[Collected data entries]
----
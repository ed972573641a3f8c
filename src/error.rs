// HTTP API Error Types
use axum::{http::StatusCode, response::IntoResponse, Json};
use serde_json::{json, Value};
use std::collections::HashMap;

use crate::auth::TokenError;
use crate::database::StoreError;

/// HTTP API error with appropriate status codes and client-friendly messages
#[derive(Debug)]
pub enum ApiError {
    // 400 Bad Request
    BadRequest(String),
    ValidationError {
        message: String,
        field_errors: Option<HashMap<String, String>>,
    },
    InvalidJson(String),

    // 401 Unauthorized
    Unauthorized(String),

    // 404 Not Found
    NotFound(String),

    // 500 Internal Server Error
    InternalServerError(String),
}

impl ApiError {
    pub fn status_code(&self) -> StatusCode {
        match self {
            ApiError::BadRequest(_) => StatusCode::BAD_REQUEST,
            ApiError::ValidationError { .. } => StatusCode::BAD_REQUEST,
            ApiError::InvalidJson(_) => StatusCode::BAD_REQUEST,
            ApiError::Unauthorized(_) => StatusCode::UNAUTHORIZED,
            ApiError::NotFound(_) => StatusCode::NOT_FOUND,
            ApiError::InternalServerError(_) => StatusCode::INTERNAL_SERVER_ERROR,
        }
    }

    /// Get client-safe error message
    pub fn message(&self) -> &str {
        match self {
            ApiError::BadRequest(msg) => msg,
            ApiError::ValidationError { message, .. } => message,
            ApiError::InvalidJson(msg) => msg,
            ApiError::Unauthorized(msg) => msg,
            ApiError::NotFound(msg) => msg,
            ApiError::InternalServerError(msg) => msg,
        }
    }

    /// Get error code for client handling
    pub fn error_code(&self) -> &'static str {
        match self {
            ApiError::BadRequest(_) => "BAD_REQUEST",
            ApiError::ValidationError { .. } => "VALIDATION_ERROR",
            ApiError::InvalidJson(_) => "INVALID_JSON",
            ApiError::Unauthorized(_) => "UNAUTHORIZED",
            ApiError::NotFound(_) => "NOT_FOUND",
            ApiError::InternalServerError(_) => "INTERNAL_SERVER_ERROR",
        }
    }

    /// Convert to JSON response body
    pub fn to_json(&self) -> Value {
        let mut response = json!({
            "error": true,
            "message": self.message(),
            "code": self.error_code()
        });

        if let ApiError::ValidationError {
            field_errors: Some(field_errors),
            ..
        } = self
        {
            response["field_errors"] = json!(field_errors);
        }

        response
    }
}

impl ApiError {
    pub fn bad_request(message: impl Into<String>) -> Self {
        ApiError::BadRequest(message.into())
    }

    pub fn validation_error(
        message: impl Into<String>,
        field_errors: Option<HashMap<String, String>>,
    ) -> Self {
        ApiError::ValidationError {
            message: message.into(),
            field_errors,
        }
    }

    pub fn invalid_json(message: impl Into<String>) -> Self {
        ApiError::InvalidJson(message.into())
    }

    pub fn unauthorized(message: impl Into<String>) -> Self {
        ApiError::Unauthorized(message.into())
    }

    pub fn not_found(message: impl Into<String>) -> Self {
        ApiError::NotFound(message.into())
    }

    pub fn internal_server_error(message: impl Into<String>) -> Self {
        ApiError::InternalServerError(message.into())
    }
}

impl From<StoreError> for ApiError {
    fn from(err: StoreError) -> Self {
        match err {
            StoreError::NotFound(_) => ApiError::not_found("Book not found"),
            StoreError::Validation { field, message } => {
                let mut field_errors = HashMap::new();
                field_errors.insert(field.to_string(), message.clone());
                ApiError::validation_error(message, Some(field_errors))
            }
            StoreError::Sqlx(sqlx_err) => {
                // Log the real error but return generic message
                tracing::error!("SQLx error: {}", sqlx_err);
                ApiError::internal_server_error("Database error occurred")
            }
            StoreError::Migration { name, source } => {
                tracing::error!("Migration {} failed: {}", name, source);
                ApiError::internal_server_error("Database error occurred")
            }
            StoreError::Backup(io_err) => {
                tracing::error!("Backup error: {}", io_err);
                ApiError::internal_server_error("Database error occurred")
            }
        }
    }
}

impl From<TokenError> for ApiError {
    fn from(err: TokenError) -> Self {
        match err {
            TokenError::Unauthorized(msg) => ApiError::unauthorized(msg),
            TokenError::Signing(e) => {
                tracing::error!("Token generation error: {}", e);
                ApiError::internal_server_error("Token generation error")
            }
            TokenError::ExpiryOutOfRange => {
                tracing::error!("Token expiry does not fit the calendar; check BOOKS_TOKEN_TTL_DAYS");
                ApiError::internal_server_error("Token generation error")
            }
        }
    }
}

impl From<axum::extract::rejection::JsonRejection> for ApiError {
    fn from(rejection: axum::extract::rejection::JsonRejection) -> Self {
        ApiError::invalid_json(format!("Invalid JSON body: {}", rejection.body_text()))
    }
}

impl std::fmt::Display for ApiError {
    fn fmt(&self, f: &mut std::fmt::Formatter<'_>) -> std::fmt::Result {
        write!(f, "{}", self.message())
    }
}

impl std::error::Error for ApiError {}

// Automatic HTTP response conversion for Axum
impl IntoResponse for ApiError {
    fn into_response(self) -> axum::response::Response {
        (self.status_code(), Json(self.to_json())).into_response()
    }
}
----
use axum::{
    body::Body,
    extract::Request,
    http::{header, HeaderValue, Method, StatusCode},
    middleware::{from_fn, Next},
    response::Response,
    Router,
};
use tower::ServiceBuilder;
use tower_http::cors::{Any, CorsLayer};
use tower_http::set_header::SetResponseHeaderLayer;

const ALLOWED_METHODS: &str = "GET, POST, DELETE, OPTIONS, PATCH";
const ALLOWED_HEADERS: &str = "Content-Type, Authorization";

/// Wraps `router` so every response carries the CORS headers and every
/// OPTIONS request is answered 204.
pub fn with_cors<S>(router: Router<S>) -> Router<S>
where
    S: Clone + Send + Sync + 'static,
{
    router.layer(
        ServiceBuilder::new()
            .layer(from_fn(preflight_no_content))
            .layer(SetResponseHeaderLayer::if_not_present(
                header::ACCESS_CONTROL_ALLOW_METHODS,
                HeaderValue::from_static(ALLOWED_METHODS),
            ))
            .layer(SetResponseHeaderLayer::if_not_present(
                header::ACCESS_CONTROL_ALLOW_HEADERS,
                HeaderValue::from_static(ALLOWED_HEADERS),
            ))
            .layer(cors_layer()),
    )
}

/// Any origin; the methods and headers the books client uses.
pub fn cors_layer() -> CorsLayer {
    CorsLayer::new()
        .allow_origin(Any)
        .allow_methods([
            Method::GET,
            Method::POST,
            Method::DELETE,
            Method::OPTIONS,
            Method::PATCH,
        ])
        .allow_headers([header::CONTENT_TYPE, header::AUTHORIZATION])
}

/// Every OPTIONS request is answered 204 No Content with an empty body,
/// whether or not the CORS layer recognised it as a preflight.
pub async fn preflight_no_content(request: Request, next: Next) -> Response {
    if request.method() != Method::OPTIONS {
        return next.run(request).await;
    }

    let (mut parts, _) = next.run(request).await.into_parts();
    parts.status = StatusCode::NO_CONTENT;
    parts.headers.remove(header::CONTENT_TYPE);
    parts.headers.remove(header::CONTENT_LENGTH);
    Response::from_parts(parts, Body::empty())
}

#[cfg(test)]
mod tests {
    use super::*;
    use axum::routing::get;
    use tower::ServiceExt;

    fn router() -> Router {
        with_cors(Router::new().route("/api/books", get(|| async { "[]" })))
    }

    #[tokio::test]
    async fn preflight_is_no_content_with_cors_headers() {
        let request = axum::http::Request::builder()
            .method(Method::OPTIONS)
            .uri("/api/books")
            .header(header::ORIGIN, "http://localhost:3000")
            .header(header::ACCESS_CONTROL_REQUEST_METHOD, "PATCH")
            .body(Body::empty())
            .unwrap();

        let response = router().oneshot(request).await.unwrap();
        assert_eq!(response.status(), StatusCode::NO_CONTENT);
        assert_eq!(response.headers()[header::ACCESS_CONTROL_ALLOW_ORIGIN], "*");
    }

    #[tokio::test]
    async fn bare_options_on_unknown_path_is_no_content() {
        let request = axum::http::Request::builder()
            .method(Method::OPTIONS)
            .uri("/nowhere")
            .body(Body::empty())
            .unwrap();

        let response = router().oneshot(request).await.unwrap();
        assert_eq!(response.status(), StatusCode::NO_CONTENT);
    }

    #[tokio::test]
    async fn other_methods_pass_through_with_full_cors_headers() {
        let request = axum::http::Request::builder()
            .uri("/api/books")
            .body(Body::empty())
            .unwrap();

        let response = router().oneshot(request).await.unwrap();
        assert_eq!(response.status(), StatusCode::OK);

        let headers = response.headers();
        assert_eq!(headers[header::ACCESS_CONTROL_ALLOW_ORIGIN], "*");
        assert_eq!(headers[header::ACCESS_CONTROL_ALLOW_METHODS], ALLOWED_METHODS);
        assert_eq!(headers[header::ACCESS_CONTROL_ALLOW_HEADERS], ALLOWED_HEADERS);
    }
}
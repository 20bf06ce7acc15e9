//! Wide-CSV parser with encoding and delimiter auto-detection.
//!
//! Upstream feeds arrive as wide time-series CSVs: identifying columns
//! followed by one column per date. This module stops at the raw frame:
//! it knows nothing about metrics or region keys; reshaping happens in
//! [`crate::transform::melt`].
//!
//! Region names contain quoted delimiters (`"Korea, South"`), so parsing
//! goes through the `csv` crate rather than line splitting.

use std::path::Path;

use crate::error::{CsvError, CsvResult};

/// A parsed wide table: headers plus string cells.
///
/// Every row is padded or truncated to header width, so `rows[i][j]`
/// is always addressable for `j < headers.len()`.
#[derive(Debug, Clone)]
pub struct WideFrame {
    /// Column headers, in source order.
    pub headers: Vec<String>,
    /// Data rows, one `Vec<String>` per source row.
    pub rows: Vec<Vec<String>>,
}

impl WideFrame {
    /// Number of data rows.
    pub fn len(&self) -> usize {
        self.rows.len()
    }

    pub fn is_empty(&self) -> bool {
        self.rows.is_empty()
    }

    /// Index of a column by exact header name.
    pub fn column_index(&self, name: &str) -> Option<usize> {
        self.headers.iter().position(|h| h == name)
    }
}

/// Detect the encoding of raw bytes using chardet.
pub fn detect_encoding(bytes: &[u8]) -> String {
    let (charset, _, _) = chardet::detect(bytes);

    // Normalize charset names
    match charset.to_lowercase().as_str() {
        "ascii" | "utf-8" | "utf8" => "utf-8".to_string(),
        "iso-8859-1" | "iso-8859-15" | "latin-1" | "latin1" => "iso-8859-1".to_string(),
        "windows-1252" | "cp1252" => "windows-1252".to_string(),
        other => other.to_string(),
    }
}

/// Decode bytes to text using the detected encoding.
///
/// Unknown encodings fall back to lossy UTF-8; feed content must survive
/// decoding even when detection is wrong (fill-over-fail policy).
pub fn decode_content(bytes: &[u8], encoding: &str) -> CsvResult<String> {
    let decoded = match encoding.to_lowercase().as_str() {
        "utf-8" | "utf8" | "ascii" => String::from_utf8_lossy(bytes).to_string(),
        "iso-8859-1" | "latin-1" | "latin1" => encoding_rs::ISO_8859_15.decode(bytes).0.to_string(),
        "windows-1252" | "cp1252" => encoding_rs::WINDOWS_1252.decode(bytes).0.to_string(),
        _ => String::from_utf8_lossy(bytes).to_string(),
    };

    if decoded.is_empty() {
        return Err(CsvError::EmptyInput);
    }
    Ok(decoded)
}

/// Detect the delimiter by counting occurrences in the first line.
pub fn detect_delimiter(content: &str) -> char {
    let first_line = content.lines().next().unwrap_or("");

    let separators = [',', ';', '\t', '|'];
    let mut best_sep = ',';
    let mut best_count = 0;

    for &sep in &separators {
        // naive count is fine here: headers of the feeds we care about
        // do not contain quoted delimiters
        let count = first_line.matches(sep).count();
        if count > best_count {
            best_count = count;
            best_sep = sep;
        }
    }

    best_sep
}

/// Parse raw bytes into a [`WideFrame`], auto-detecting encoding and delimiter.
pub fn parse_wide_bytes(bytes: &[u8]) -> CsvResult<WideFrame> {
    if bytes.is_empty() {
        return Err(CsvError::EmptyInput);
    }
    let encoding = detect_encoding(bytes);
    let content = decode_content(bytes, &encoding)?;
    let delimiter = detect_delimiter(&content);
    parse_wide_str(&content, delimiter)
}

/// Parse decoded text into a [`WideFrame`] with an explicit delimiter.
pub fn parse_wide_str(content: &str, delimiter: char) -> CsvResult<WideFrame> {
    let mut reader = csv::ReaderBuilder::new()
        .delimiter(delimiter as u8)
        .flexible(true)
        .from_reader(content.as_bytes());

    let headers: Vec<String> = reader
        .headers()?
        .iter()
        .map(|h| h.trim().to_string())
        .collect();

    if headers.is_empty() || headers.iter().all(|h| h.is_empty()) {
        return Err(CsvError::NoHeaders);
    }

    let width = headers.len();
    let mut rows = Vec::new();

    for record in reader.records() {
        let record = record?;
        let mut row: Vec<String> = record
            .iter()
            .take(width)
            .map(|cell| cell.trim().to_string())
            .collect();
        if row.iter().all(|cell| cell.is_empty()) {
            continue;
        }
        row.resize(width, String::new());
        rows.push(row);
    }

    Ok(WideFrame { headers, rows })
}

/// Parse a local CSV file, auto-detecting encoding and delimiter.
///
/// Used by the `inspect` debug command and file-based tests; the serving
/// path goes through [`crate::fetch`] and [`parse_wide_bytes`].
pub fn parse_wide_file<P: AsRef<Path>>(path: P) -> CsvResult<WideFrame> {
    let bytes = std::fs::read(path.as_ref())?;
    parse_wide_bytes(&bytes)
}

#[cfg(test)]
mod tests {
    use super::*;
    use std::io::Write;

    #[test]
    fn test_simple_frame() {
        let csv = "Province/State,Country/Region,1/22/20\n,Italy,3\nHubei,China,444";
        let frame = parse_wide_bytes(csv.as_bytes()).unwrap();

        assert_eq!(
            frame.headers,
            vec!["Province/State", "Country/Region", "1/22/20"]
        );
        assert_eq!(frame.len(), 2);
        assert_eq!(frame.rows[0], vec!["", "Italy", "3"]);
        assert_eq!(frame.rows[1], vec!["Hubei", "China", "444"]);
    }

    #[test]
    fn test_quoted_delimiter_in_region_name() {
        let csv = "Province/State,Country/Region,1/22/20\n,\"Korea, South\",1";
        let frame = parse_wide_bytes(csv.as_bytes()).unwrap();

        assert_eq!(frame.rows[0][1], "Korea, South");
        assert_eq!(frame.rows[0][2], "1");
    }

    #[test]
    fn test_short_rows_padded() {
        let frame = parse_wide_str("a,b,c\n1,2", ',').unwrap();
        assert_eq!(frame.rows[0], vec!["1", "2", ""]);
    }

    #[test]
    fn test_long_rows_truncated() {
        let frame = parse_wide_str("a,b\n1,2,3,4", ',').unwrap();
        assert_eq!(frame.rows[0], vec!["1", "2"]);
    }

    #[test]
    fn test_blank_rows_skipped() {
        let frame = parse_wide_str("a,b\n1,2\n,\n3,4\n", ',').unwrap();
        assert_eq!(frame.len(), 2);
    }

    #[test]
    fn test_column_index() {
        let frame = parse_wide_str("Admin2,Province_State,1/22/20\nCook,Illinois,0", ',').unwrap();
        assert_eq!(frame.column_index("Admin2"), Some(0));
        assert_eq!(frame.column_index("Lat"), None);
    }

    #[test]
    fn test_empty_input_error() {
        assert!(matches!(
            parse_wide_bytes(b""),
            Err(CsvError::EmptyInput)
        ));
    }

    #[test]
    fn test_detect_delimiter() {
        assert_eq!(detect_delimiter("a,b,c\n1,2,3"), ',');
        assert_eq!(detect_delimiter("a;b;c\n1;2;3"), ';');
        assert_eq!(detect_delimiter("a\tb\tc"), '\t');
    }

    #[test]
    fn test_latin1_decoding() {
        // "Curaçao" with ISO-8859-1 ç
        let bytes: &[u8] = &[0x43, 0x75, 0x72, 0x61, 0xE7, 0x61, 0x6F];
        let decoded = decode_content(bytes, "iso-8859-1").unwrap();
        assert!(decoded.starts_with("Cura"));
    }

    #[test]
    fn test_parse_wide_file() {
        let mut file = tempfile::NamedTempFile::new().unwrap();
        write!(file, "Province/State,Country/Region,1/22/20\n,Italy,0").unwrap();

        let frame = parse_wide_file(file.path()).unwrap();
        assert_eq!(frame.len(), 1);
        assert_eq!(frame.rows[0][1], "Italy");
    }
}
----
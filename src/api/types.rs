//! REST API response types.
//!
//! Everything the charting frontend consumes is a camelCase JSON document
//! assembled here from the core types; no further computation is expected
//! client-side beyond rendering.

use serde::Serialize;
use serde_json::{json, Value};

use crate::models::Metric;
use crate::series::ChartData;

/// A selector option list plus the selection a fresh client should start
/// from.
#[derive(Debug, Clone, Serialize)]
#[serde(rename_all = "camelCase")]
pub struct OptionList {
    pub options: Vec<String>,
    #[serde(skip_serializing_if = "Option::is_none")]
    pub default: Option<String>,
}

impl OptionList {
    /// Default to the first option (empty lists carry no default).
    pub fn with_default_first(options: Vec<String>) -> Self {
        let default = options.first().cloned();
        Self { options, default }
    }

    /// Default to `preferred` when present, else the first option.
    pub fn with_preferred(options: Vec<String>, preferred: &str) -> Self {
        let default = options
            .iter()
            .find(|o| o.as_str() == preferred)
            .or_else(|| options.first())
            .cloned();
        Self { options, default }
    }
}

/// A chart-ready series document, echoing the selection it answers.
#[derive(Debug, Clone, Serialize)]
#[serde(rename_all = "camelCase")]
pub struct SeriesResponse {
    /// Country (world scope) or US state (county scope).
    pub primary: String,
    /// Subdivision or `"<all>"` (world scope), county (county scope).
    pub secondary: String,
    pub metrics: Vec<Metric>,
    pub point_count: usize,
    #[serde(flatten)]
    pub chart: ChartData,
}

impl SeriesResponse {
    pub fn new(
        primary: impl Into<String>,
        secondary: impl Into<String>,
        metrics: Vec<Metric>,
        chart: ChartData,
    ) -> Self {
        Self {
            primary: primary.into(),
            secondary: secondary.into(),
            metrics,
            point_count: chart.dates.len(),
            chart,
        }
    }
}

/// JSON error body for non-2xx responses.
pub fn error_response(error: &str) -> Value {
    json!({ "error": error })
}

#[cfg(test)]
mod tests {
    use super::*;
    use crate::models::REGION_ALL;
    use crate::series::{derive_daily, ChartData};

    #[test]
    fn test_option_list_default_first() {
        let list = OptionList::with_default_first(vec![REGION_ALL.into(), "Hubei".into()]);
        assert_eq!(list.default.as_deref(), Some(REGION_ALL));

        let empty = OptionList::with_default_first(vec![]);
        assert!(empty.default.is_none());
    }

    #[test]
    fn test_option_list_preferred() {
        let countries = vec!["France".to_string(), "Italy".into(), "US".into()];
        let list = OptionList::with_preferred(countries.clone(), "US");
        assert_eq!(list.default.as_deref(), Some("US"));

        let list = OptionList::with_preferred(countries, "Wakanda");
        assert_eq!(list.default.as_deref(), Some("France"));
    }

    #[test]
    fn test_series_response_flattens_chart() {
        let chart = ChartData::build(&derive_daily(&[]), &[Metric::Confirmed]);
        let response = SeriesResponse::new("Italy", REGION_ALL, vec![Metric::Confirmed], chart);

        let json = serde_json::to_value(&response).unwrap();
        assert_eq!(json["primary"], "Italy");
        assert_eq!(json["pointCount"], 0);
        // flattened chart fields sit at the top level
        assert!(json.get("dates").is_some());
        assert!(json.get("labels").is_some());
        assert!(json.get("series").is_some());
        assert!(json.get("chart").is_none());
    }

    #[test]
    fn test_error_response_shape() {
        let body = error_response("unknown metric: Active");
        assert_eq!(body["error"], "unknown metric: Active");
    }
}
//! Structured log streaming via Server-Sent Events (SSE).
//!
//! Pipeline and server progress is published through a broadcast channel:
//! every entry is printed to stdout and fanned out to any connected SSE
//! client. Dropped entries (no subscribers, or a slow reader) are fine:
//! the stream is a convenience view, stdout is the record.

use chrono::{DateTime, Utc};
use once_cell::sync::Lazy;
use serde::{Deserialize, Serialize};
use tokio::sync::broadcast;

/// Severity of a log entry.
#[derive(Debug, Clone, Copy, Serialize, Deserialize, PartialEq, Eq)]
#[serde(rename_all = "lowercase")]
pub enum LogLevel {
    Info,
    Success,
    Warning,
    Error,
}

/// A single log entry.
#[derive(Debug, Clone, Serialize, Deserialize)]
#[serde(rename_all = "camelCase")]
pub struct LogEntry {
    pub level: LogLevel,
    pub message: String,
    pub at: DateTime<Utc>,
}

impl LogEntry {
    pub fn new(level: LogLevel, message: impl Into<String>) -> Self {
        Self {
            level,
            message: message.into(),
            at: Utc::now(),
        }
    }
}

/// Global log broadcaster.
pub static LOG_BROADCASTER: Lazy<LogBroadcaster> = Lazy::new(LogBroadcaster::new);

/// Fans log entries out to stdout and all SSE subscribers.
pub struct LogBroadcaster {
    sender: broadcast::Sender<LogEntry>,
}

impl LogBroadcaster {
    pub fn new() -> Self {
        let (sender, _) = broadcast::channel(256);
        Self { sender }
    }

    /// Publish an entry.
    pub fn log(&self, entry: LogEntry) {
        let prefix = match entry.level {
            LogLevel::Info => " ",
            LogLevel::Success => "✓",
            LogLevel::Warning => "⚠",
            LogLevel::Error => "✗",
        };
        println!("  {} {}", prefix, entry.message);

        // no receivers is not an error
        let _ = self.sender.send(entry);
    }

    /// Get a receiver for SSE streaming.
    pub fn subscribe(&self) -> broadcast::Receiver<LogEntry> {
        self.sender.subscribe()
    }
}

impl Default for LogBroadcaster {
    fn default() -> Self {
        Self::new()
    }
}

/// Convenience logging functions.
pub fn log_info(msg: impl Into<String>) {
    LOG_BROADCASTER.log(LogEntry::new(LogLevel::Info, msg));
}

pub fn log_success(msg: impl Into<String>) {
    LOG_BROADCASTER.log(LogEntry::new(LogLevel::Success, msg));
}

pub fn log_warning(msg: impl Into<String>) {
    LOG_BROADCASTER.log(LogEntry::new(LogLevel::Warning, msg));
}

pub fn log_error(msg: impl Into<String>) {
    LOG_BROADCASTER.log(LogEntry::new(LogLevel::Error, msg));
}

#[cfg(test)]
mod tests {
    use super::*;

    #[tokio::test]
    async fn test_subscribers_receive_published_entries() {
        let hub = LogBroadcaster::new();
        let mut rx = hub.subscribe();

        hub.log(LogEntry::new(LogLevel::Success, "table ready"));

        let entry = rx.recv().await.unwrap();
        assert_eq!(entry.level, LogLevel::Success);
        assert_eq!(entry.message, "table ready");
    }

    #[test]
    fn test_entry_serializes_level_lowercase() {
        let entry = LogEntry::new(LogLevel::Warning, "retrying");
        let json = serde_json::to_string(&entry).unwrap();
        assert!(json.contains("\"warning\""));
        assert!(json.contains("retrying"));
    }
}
----
EXERCISE AIM
Reproduce each line of the records in which the word "France" appears.

EXERCISE OUTPUT
        let countries = vec!["France".to_string(), "Italy".into(), "US".into()];
        assert_eq!(list.default.as_deref(), Some("France"));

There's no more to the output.